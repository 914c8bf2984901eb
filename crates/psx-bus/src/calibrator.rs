use crate::config::CalibrationConfig;

/// A grid point together with the result of its trial.
#[derive(Debug, Clone, Copy, PartialEq, Eq)]
#[cfg_attr(feature = "defmt", derive(defmt::Format))]
pub struct Candidate {
    pub pulse_us: u8,
    pub post_wait_us: u8,
    pub successes: u8,
    pub attempts: u8,
}

impl Candidate {
    /// Success rate in whole percent.
    pub fn rate_pct(&self) -> u8 {
        if self.attempts == 0 {
            return 0;
        }
        (self.successes as u16 * 100 / self.attempts as u16) as u8
    }

    fn qualifies(&self, threshold_pct: u8) -> bool {
        self.attempts > 0
            && self.successes as u32 * 100
                >= threshold_pct as u32 * self.attempts as u32
    }

    fn midpoint_distance(&self, config: &CalibrationConfig) -> u16 {
        let doubled = 2 * self.pulse_us as u16;
        let span = config.pulse_min_us as u16 + config.pulse_max_us as u16;
        doubled.abs_diff(span)
    }

    /// Whether `self` should replace `other` as the best known point.
    fn beats(&self, other: &Candidate, config: &CalibrationConfig) -> bool {
        let lhs = self.successes as u32 * other.attempts as u32;
        let rhs = other.successes as u32 * self.attempts as u32;
        if lhs != rhs {
            return lhs > rhs;
        }
        if self.post_wait_us != other.post_wait_us {
            return self.post_wait_us < other.post_wait_us;
        }
        self.midpoint_distance(config) < other.midpoint_distance(config)
    }
}

/// Something worth logging once the bus is released.
#[derive(Debug, Clone, Copy, PartialEq, Eq)]
#[cfg_attr(feature = "defmt", derive(defmt::Format))]
pub enum CalibrationEvent {
    /// A trial produced a better qualifying point.
    NewBest(Candidate),
    /// The sweep finished and the best point is now held.
    Locked(Candidate),
    /// The sweep finished without a qualifying point and starts over.
    Restarted,
    /// The host went quiet for too long; everything was forgotten.
    IdleReset,
}

/// Read-only view of the calibrator for telemetry.
#[derive(Debug, Clone, Copy, PartialEq, Eq, Default)]
#[cfg_attr(feature = "defmt", derive(defmt::Format))]
pub struct CalibrationStatus {
    pub pulse_us: u8,
    pub post_wait_us: u8,
    pub locked: bool,
    pub started: bool,
}

/// Online grid search for acknowledge timing.
///
/// The pulse width is swept downwards from its maximum and, for each pulse
/// width, the post-acknowledge wait upwards from its minimum. Every grid
/// point is tried for `trial_len` address arrivals (or `trial_timeout_us`,
/// whichever comes first) and scored by how many of the following command
/// bytes actually arrived.
pub struct Calibrator {
    config: CalibrationConfig,
    pulse_us: u8,
    post_wait_us: u8,
    started: bool,
    locked: bool,
    attempts: u8,
    successes: u8,
    trial_start_us: u64,
    last_address_us: u64,
    best: Option<Candidate>,
}

impl Calibrator {
    pub const fn new(config: CalibrationConfig) -> Self {
        Self {
            pulse_us: config.pulse_max_us,
            post_wait_us: config.post_min_us,
            config,
            started: false,
            locked: false,
            attempts: 0,
            successes: 0,
            trial_start_us: 0,
            last_address_us: 0,
            best: None,
        }
    }

    pub fn config(&self) -> &CalibrationConfig {
        &self.config
    }

    #[inline(always)]
    pub fn pulse_us(&self) -> u8 {
        self.pulse_us
    }

    #[inline(always)]
    pub fn post_wait_us(&self) -> u8 {
        self.post_wait_us
    }

    pub fn is_locked(&self) -> bool {
        self.locked
    }

    pub fn best(&self) -> Option<Candidate> {
        self.best
    }

    pub fn snapshot(&self) -> CalibrationStatus {
        CalibrationStatus {
            pulse_us: self.pulse_us,
            post_wait_us: self.post_wait_us,
            locked: self.locked,
            started: self.started,
        }
    }

    /// Forget everything and go back to the first grid point.
    pub fn reset(&mut self) {
        *self = Self::new(self.config);
    }

    /// Reset if no address has arrived for the idle timeout. Called while
    /// the bus is quiet so a host that went away does not leave a stale
    /// lock behind.
    pub fn poll_idle(&mut self, now_us: u64) -> Option<CalibrationEvent> {
        if self.started
            && now_us.saturating_sub(self.last_address_us)
                >= self.config.idle_timeout_us
        {
            self.reset();
            return Some(CalibrationEvent::IdleReset);
        }
        None
    }

    /// An address byte for this device arrived at `now_us`.
    pub fn on_address(&mut self, now_us: u64) -> Option<CalibrationEvent> {
        let mut event = self.poll_idle(now_us);
        self.last_address_us = now_us;

        if !self.started {
            self.started = true;
            self.trial_start_us = now_us;
        }
        if self.locked {
            return event;
        }

        if now_us.saturating_sub(self.trial_start_us)
            >= self.config.trial_timeout_us
        {
            event = self.close_trial(now_us).or(event);
        }
        self.attempts = self.attempts.saturating_add(1);
        event
    }

    /// The command byte that followed the last address either arrived
    /// (`success`) or did not.
    pub fn on_command(
        &mut self,
        success: bool,
        now_us: u64,
    ) -> Option<CalibrationEvent> {
        if self.locked || !self.started {
            return None;
        }
        if success {
            self.successes = self.successes.saturating_add(1);
        }
        if self.attempts >= self.config.trial_len {
            return self.close_trial(now_us);
        }
        None
    }

    fn close_trial(&mut self, now_us: u64) -> Option<CalibrationEvent> {
        let result = Candidate {
            pulse_us: self.pulse_us,
            post_wait_us: self.post_wait_us,
            successes: self.successes,
            attempts: self.attempts,
        };
        self.attempts = 0;
        self.successes = 0;
        self.trial_start_us = now_us;

        let mut event = None;
        if result.qualifies(self.config.success_threshold_pct)
            && self
                .best
                .map_or(true, |best| result.beats(&best, &self.config))
        {
            self.best = Some(result);
            event = Some(CalibrationEvent::NewBest(result));
        }

        if !self.advance() {
            event = Some(match self.best {
                Some(best) => {
                    self.pulse_us = best.pulse_us;
                    self.post_wait_us = best.post_wait_us;
                    self.locked = true;
                    CalibrationEvent::Locked(best)
                }
                None => {
                    self.pulse_us = self.config.pulse_max_us;
                    self.post_wait_us = self.config.post_min_us;
                    CalibrationEvent::Restarted
                }
            });
        }
        event
    }

    /// Move to the next grid point. Returns false once the grid is done.
    fn advance(&mut self) -> bool {
        let step = self.config.step_us.max(1);
        match self.post_wait_us.checked_add(step) {
            Some(post) if post <= self.config.post_max_us => {
                self.post_wait_us = post;
                return true;
            }
            _ => {}
        }
        match self.pulse_us.checked_sub(step) {
            Some(pulse) if pulse >= self.config.pulse_min_us => {
                self.pulse_us = pulse;
                self.post_wait_us = self.config.post_min_us;
                true
            }
            _ => false,
        }
    }
}

#[cfg(test)]
mod tests {
    use super::*;

    fn small() -> CalibrationConfig {
        CalibrationConfig {
            pulse_min_us: 1,
            pulse_max_us: 2,
            post_min_us: 0,
            post_max_us: 1,
            trial_len: 2,
            ..CalibrationConfig::default()
        }
    }

    #[test]
    fn sweep_order() {
        let mut cal = Calibrator::new(small());
        let mut visited = Vec::new();
        let mut now = 0;
        for _ in 0..4 {
            visited.push((cal.pulse_us(), cal.post_wait_us()));
            for _ in 0..2 {
                now += 1000;
                cal.on_address(now);
                cal.on_command(false, now);
            }
        }
        assert_eq!(visited, [(2, 0), (2, 1), (1, 0), (1, 1)]);
        assert!(!cal.is_locked());
        assert_eq!((cal.pulse_us(), cal.post_wait_us()), (2, 0));
    }

    #[test]
    fn tie_prefers_shorter_wait_then_midpoint() {
        let config = CalibrationConfig::default();
        let full = |pulse_us, post_wait_us| Candidate {
            pulse_us,
            post_wait_us,
            successes: 8,
            attempts: 8,
        };
        assert!(full(6, 1).beats(&full(3, 2), &config));
        assert!(full(3, 2).beats(&full(6, 2), &config));
        assert!(full(4, 2).beats(&full(6, 2), &config));
        assert!(!full(3, 2).beats(&full(4, 2), &config));
        let partial = Candidate { successes: 7, ..full(3, 0) };
        assert!(full(6, 6).beats(&partial, &config));
    }

    #[test]
    fn threshold_is_inclusive() {
        let half = Candidate {
            pulse_us: 1,
            post_wait_us: 0,
            successes: 4,
            attempts: 8,
        };
        assert!(half.qualifies(50));
        assert!(!Candidate { successes: 3, ..half }.qualifies(50));
        assert!(!Candidate { successes: 0, attempts: 0, ..half }.qualifies(0));
        assert_eq!(half.rate_pct(), 50);
    }

    #[test]
    fn trial_timeout_closes_short_trial() {
        let config = CalibrationConfig {
            idle_timeout_us: 60_000_000,
            ..small()
        };
        let mut cal = Calibrator::new(config);
        cal.on_address(0);
        cal.on_command(true, 0);
        let later = config.trial_timeout_us;
        let event = cal.on_address(later);
        assert!(matches!(event, Some(CalibrationEvent::NewBest(c)) if c.attempts == 1));
        assert_eq!((cal.pulse_us(), cal.post_wait_us()), (2, 1));
    }

    #[test]
    fn quiet_bus_clears_lock() {
        let config = small();
        let mut cal = Calibrator::new(config);
        let mut now = 0;
        for _ in 0..8 {
            now += 1000;
            cal.on_address(now);
            cal.on_command(true, now);
        }
        assert!(cal.is_locked());

        assert_eq!(cal.poll_idle(now + config.idle_timeout_us - 1), None);
        assert!(cal.is_locked());

        let event = cal.poll_idle(now + config.idle_timeout_us);
        assert_eq!(event, Some(CalibrationEvent::IdleReset));
        let status = cal.snapshot();
        assert!(!status.locked);
        assert!(!status.started);
        assert_eq!((status.pulse_us, status.post_wait_us), (2, 0));

        // Nothing more to reset until a host shows up again.
        assert_eq!(cal.poll_idle(now + 10 * config.idle_timeout_us), None);
    }

    #[test]
    fn locked_ignores_outcomes() {
        let mut cal = Calibrator::new(small());
        let mut now = 0;
        let mut last = None;
        for _ in 0..8 {
            now += 1000;
            cal.on_address(now);
            last = cal.on_command(true, now).or(last);
        }
        assert!(matches!(last, Some(CalibrationEvent::Locked(_))));
        let held = cal.snapshot();
        for _ in 0..20 {
            now += 1000;
            cal.on_address(now);
            cal.on_command(false, now);
        }
        assert_eq!(cal.snapshot(), held);
    }
}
··········
## [EXERCISE REQUIREMENTS]
Every line above from the line with "calibrator for telemetry." to the line with "for each pulse", inclusive, must be returned exactly; no other line belongs in the reply.

## [SOLVED PROBLEM]
/// Read-only view of the calibrator for telemetry.
#[derive(Debug, Clone, Copy, PartialEq, Eq, Default)]
#[cfg_attr(feature = "defmt", derive(defmt::Format))]
pub struct CalibrationStatus {
    pub pulse_us: u8,
    pub post_wait_us: u8,
    pub locked: bool,
    pub started: bool,
}

/// Online grid search for acknowledge timing.
///
/// The pulse width is swept downwards from its maximum and, for each pulse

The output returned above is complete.